- I’ve seen a couple of this year’s features another time this past week and have had some more thoughts about them.
I’ve now seen The Fantastic Mr. Fox a third time. Twice in theaters and once on DVD. All three times it was every bit as entertaining for me as it was on the first viewing. I was more impressed with the levels of depth cleverly written within the film.
There are the same father/son complications of every Wes Anderson film, however more interesting to me was the thought on the nature of the film’s creatures.
The Royal Tenanbaums treat each other as if they are Royal. The Foxes are wild animals; they know it and allow their true nature to emerge. Look at every time they eat, attacking wildly and voraciously.
The animals in costume are little more than their natural selves: a fox is a fox and it’s unable to resist its natural, wild tendencies. A badger is a badger and tempers will rise when mixing with a fox. Though he’s a friend and lawyer to the fox, the two spit and spat whenever they meet.
This is not the same lax world as many past cartoon creations. Bugs Bunny was rarely, if ever, a bunny. He was more a foil for Elmer Fudd (or in some cases Daffy Duck, who started life as a duck but became something other.) Mickey Mouse could mix with Donald Duck, or Goofy, and all could just act as humans do with little regard for their off-sized proportions or animal natures. (Admittedly, Pluto always stayed a dog despite the fact that Goofy was also a dog, and Mickey Mouse was his owner and larger than the dog.)
This is the cartoon world, and there’s nothing wrong with it. It’s just that Mr. Fox takes it into a different direction – thanks to the spirit of Raold Dahl, which Wes Anderson followed closely. And in doing that Anderson asks what is our true nature? What is wild within us when we, as adults, seem to have learned to temper those base instincts.
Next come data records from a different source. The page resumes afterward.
// Copyright (c) Meta Platforms, Inc. and affiliates.

// This software may be used and distributed according to the terms of the
// GNU General Public License version 2.

//! Per-runqueue clocks.
//!
//! `clock` follows the monotonic source. `clock_task` excludes time spent in
//! irq context and steal. `clock_pelt` is `clock_task` scaled by the CPU's
//! capacity and current frequency so that signals on a slow CPU age less;
//! when the CPU goes idle it is synced forward to `clock_task`.

use crate::prio::SCHED_CAPACITY_SCALE;
use crate::prio::SCHED_CAPACITY_SHIFT;
use crate::types::TimeNs;

/// A caller asked that the next update be skipped.
pub const RQCF_REQ_SKIP: u8 = 0x01;
/// The skip is in effect for the current critical section.
pub const RQCF_ACT_SKIP: u8 = 0x02;
/// The clock was updated inside the current critical section.
pub const RQCF_UPDATED: u8 = 0x04;

#[derive(Debug, Clone, Default)]
pub struct RqClock {
    pub clock: TimeNs,
    pub clock_task: TimeNs,
    pub clock_pelt: TimeNs,
    pub clock_idle: TimeNs,
    /// Irq + steal time not yet subtracted from `clock_task`.
    pub pending_irq: TimeNs,
    pub total_irq: TimeNs,
    pub update_flags: u8,
}

pub fn cap_scale(v: u64, scale: u64) -> u64 {
    (v * scale) >> SCHED_CAPACITY_SHIFT
}

impl RqClock {
    /// Advance all three clocks to `now`.
    ///
    /// Returns the task-clock delta, which is what irq-time PELT tracking
    /// and the idle path need.
    pub fn update(&mut self, now: TimeNs, capacity_orig: u64, freq_scale: u64, idle: bool) -> u64 {
        if self.update_flags & RQCF_ACT_SKIP != 0 {
            return 0;
        }
        let delta = now.saturating_sub(self.clock);
        if delta == 0 {
            self.update_flags |= RQCF_UPDATED;
            return 0;
        }
        self.clock += delta;

        let irq = self.pending_irq.min(delta);
        self.pending_irq -= irq;
        self.total_irq += irq;
        let task_delta = delta - irq;
        self.clock_task += task_delta;
        self.update_pelt(task_delta, capacity_orig, freq_scale, idle);
        self.update_flags |= RQCF_UPDATED;
        task_delta
    }

    fn update_pelt(&mut self, delta: u64, capacity_orig: u64, freq_scale: u64, idle: bool) {
        if idle {
            // An idle CPU has nothing to age; re-sync so the next busy
            // period starts from the task clock.
            self.sync_pelt_idle();
            return;
        }
        let scaled = cap_scale(cap_scale(delta, capacity_orig), freq_scale);
        self.clock_pelt += scaled;
    }

    fn sync_pelt_idle(&mut self) {
        self.clock_pelt = self.clock_task;
        self.clock_idle = self.clock_task;
    }

    /// Charge irq or steal time; subtracted from the task clock at the next
    /// update.
    pub fn account_irq(&mut self, ns: u64) {
        self.pending_irq += ns;
    }

    pub fn pelt(&self) -> TimeNs {
        self.clock_pelt
    }

    pub fn task(&self) -> TimeNs {
        self.clock_task
    }

    pub fn wall(&self) -> TimeNs {
        self.clock
    }

    /// Ask that the next update be skipped; used when a cross-rq operation
    /// has already updated this clock.
    pub fn skip_update(&mut self) {
        self.update_flags |= RQCF_REQ_SKIP;
    }

    pub fn clear_skip(&mut self) {
        self.update_flags &= !(RQCF_REQ_SKIP | RQCF_ACT_SKIP);
    }

    /// Start of a locked section: promote a requested skip to an active one.
    pub fn pin(&mut self) {
        self.update_flags &= RQCF_REQ_SKIP;
        if self.update_flags & RQCF_REQ_SKIP != 0 {
            self.update_flags |= RQCF_ACT_SKIP;
        }
    }

    pub fn unpin(&mut self) {
        self.update_flags = 0;
    }
}

/// Frequency scale for a CPU running at `cur_khz` out of `max_khz`.
pub fn freq_scale(cur_khz: u64, max_khz: u64) -> u64 {
    if max_khz == 0 {
        return SCHED_CAPACITY_SCALE;
    }
    ((cur_khz << SCHED_CAPACITY_SHIFT) / max_khz).min(SCHED_CAPACITY_SCALE)
}

#[cfg(test)]
mod tests {
    use super::*;

    #[test]
    fn irq_time_excluded_from_task_clock() {
        let mut c = RqClock::default();
        c.account_irq(300);
        let d = c.update(1_000, 1024, 1024, false);
        assert_eq!(d, 700);
        assert_eq!(c.wall(), 1_000);
        assert_eq!(c.task(), 700);
        assert_eq!(c.pelt(), 700);
    }

    #[test]
    fn pelt_scaled_by_capacity_and_freq() {
        let mut c = RqClock::default();
        c.update(1_000_000, 512, 1024, false);
        assert_eq!(c.pelt(), 500_000);
        c.update(2_000_000, 1024, freq_scale(1_000, 2_000), false);
        assert_eq!(c.pelt(), 1_000_000);
    }

    #[test]
    fn idle_resyncs_pelt() {
        let mut c = RqClock::default();
        c.update(1_000_000, 512, 1024, false);
        c.update(2_000_000, 512, 1024, true);
        assert_eq!(c.pelt(), c.task());
    }

    #[test]
    fn skip_honoured_while_pinned() {
        let mut c = RqClock::default();
        c.skip_update();
        c.pin();
        assert_eq!(c.update(5_000, 1024, 1024, false), 0);
        c.unpin();
        assert_eq!(c.update(5_000, 1024, 1024, false), 5_000);
    }
}
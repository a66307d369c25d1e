// Copyright (c) Meta Platforms, Inc. and affiliates.

// This software may be used and distributed according to the terms of the
// GNU General Public License version 2.

//! Priorities, policies and load weights.
//!
//! Internal priorities run 0..140: 0..100 are realtime (lower is higher),
//! 100..140 map nice -20..19. Deadline tasks sit at -1.

use serde::Deserialize;
use serde::Serialize;

pub const MAX_NICE: i32 = 19;
pub const MIN_NICE: i32 = -20;
pub const NICE_WIDTH: i32 = MAX_NICE - MIN_NICE + 1;
pub const MAX_RT_PRIO: i32 = 100;
pub const MAX_PRIO: i32 = MAX_RT_PRIO + NICE_WIDTH;
pub const DEFAULT_PRIO: i32 = MAX_RT_PRIO + NICE_WIDTH / 2;
pub const MAX_USER_RT_PRIO: u32 = 99;
pub const MAX_DL_PRIO: i32 = 0;

pub const SCHED_FIXEDPOINT_SHIFT: u32 = 10;
pub const SCHED_CAPACITY_SHIFT: u32 = 10;
pub const SCHED_CAPACITY_SCALE: u64 = 1 << SCHED_CAPACITY_SHIFT;
pub const NICE_0_LOAD: u64 = 1 << SCHED_FIXEDPOINT_SHIFT;
pub const WEIGHT_IDLEPRIO: u64 = 3;
pub const WMULT_IDLEPRIO: u32 = 1_431_655_765;
const WMULT_CONST: u64 = !0u32 as u64;
const WMULT_SHIFT: u32 = 32;

pub const MIN_SHARES: u64 = 2;
pub const MAX_SHARES: u64 = 1 << 18;

/// Nice level to weight, roughly 1.25x per step.
pub const SCHED_PRIO_TO_WEIGHT: [u64; 40] = [
    88761, 71755, 56483, 46273, 36291, 29154, 23254, 18705, 14949, 11916, 9548, 7620, 6100,
    4904, 3906, 3121, 2501, 1991, 1586, 1277, 1024, 820, 655, 526, 423, 335, 272, 215, 172,
    137, 110, 87, 70, 56, 45, 36, 29, 23, 18, 15,
];

/// 2^32 / weight, precomputed so the hot path multiplies instead of divides.
pub const SCHED_PRIO_TO_WMULT: [u32; 40] = [
    48388, 59856, 76040, 92818, 118348, 147320, 184698, 229616, 287308, 360437, 449829,
    563644, 704093, 875809, 1099582, 1376151, 1717300, 2157191, 2708050, 3363326, 4194304,
    5237765, 6557202, 8165337, 10153587, 12820798, 15790321, 19976592, 24970740, 31350126,
    39045157, 49367440, 61356676, 76695844, 95443717, 119304647, 148102320, 186737708,
    238609294, 286331153,
];

#[derive(Debug, Clone, Copy, PartialEq, Eq, Hash, Serialize, Deserialize, Default)]
#[serde(rename_all = "lowercase")]
pub enum Policy {
    #[default]
    Normal,
    Batch,
    Idle,
    Fifo,
    Rr,
    Deadline,
    /// Internal only; never accepted from a policy change.
    Stop,
}

impl Policy {
    pub fn is_fair(self) -> bool {
        matches!(self, Policy::Normal | Policy::Batch | Policy::Idle)
    }

    pub fn is_rt(self) -> bool {
        matches!(self, Policy::Fifo | Policy::Rr)
    }

    pub fn is_dl(self) -> bool {
        self == Policy::Deadline
    }
}

pub fn nice_to_prio(nice: i32) -> i32 {
    nice + DEFAULT_PRIO
}

pub fn prio_to_nice(prio: i32) -> i32 {
    prio - DEFAULT_PRIO
}

pub fn rt_prio(prio: i32) -> bool {
    prio < MAX_RT_PRIO
}

pub fn dl_prio(prio: i32) -> bool {
    prio < MAX_DL_PRIO
}

/// Priority without PI boosting.
pub fn normal_prio(policy: Policy, static_prio: i32, rt_priority: u32) -> i32 {
    match policy {
        Policy::Deadline => MAX_DL_PRIO - 1,
        Policy::Fifo | Policy::Rr => MAX_RT_PRIO - 1 - rt_priority as i32,
        Policy::Stop => 0,
        _ => static_prio,
    }
}

/// A load weight with its cached reciprocal.
#[derive(Debug, Clone, Copy, PartialEq, Eq, Default)]
pub struct LoadWeight {
    pub weight: u64,
    pub inv_weight: u32,
}

impl LoadWeight {
    pub fn new(weight: u64) -> Self {
        let mut lw = LoadWeight {
            weight,
            inv_weight: 0,
        };
        lw.update_inv();
        lw
    }

    pub fn for_prio(policy: Policy, static_prio: i32) -> Self {
        if policy == Policy::Idle {
            return LoadWeight {
                weight: WEIGHT_IDLEPRIO,
                inv_weight: WMULT_IDLEPRIO,
            };
        }
        let idx = (static_prio - MAX_RT_PRIO).clamp(0, NICE_WIDTH - 1) as usize;
        LoadWeight {
            weight: SCHED_PRIO_TO_WEIGHT[idx],
            inv_weight: SCHED_PRIO_TO_WMULT[idx],
        }
    }

    fn update_inv(&mut self) {
        let w = self.weight;
        self.inv_weight = if w >= WMULT_CONST {
            1
        } else if w == 0 {
            WMULT_CONST as u32
        } else {
            (WMULT_CONST / w) as u32
        };
    }

    pub fn add(&mut self, inc: u64) {
        self.weight += inc;
        self.inv_weight = 0;
    }

    pub fn sub(&mut self, dec: u64) {
        self.weight = self.weight.saturating_sub(dec);
        self.inv_weight = 0;
    }

    pub fn set(&mut self, weight: u64) {
        self.weight = weight;
        self.inv_weight = 0;
    }

    fn inv(&mut self) -> u32 {
        if self.inv_weight == 0 {
            self.update_inv();
        }
        self.inv_weight
    }
}

/// `delta_exec * weight / lw.weight`, computed with the reciprocal and a
/// shift so that it never overflows 64 bits.
pub fn calc_delta(delta_exec: u64, weight: u64, lw: &mut LoadWeight) -> u64 {
    let mut shift = WMULT_SHIFT;
    let mut fact = weight as u128 * lw.inv() as u128;
    while fact >> 64 != 0 {
        fact >>= 1;
        shift -= 1;
    }
    ((delta_exec as u128 * fact) >> shift) as u64
}

/// Wall time to virtual time for an entity of the given weight.
pub fn calc_delta_fair(delta: u64, lw: &LoadWeight) -> u64 {
    if lw.weight == NICE_0_LOAD {
        return delta;
    }
    let mut lw = *lw;
    calc_delta(delta, NICE_0_LOAD, &mut lw)
}

#[cfg(test)]
mod tests {
    use super::*;

    #[test]
    fn nice_weights() {
        assert_eq!(LoadWeight::for_prio(Policy::Normal, DEFAULT_PRIO).weight, 1024);
        assert_eq!(LoadWeight::for_prio(Policy::Normal, nice_to_prio(-20)).weight, 88761);
        assert_eq!(LoadWeight::for_prio(Policy::Idle, DEFAULT_PRIO).weight, WEIGHT_IDLEPRIO);
    }

    #[test]
    fn delta_fair_scales_inversely() {
        let nice0 = LoadWeight::for_prio(Policy::Normal, DEFAULT_PRIO);
        assert_eq!(calc_delta_fair(1_000_000, &nice0), 1_000_000);
        let heavy = LoadWeight::new(2048);
        let d = calc_delta_fair(1_000_000, &heavy);
        assert!((499_000..=501_000).contains(&d), "{d}");
        let idle = LoadWeight::for_prio(Policy::Idle, DEFAULT_PRIO);
        let d = calc_delta_fair(3_000, &idle);
        assert!((1_020_000..=1_030_000).contains(&d), "{d}");
    }

    #[test]
    fn rt_normal_prio() {
        assert_eq!(normal_prio(Policy::Fifo, DEFAULT_PRIO, 50), 49);
        assert_eq!(normal_prio(Policy::Deadline, DEFAULT_PRIO, 0), -1);
        assert_eq!(normal_prio(Policy::Batch, 125, 0), 125);
    }
}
The animation of some of the Beatrix Potter stories have followed the animal natures of the characters, but adaptations of The Wind in the Willows have not followed the book’s logic. In the book the animals ARE pointedly animals – despite wearing clothes and acting more human-like.
To me, the film is witty, charming and wholly satisfying. Even the stodgy, stiff animation is part of the appeal. There’s a quaint and homespun feeling to the characters in this old-time, hand-made animation. Sitting next to me in the theater, this last time, was a mother (about 30) with her son (about 10). She was quiet during the film, he was certainly enjoying it. When the film ended, the boy asked his mother excitedly, “Didn’t you just love the farmer?” The mother hesitated for a long time, then said, “I guess so.” She seemed not to enjoy the film while her son gushed over it all the way out of the theater. Not all films are for everyone.
The Princess and the Frog I saw for a second time on DVD. Actually, I could only make it through about 2/3 of the film on the second viewing. Its flaws were larger for me on the small screen and at second viewing.
The largest hurdle for me on the first viewing was the story, and it remained the complete shambles it was the second time out. It’s an embarrassment to me that this film came out of the Disney studio with no one noticing how poor the story and the storytelling is.
The movement and character development, in this film, was often more Warner Bros than Disney – wilder, broader and hard-edged. The last few Disney 2D features seemed to be making a split. Half the animation seemed very Don Bluth while the other half was more WB. This, of course, was just my perception. Only a couple of animators seemed distinctly out of the Disney mold – Andreas Deja and Glen Keane, for two.
I like Andreas Deja‘s animation of the voodoo queen, Mama Odie, introduced to us in the last third of the film. (Really! Was there no way to introduce this character earlier in the film?! I can think of half a dozen ways to do it, and the film could have used more of her.) Unfortunately, she’s on the screen too short a time to separate her from Mad Madam Mim or The Rescuers’ Madame Medusa.
It’s interesting that the film includes the death of a bug (a bug also introduced in the last third of the film), and that’s supposed to make us feel something. Of course, it becomes a star (there must be lots of stars – meaning dead bugs – that we don’t see up there) as the directors try pointlessly to pull the heartstrings. More disheartening than heartfelt.
In Mr. Fox, when the villainous rat dies, no such poor attempt is made to manipulate our emotions. Anderson didn’t sentimentalize the death. “Just another dead rat in the garbage pail behind the Chinese restaurant.”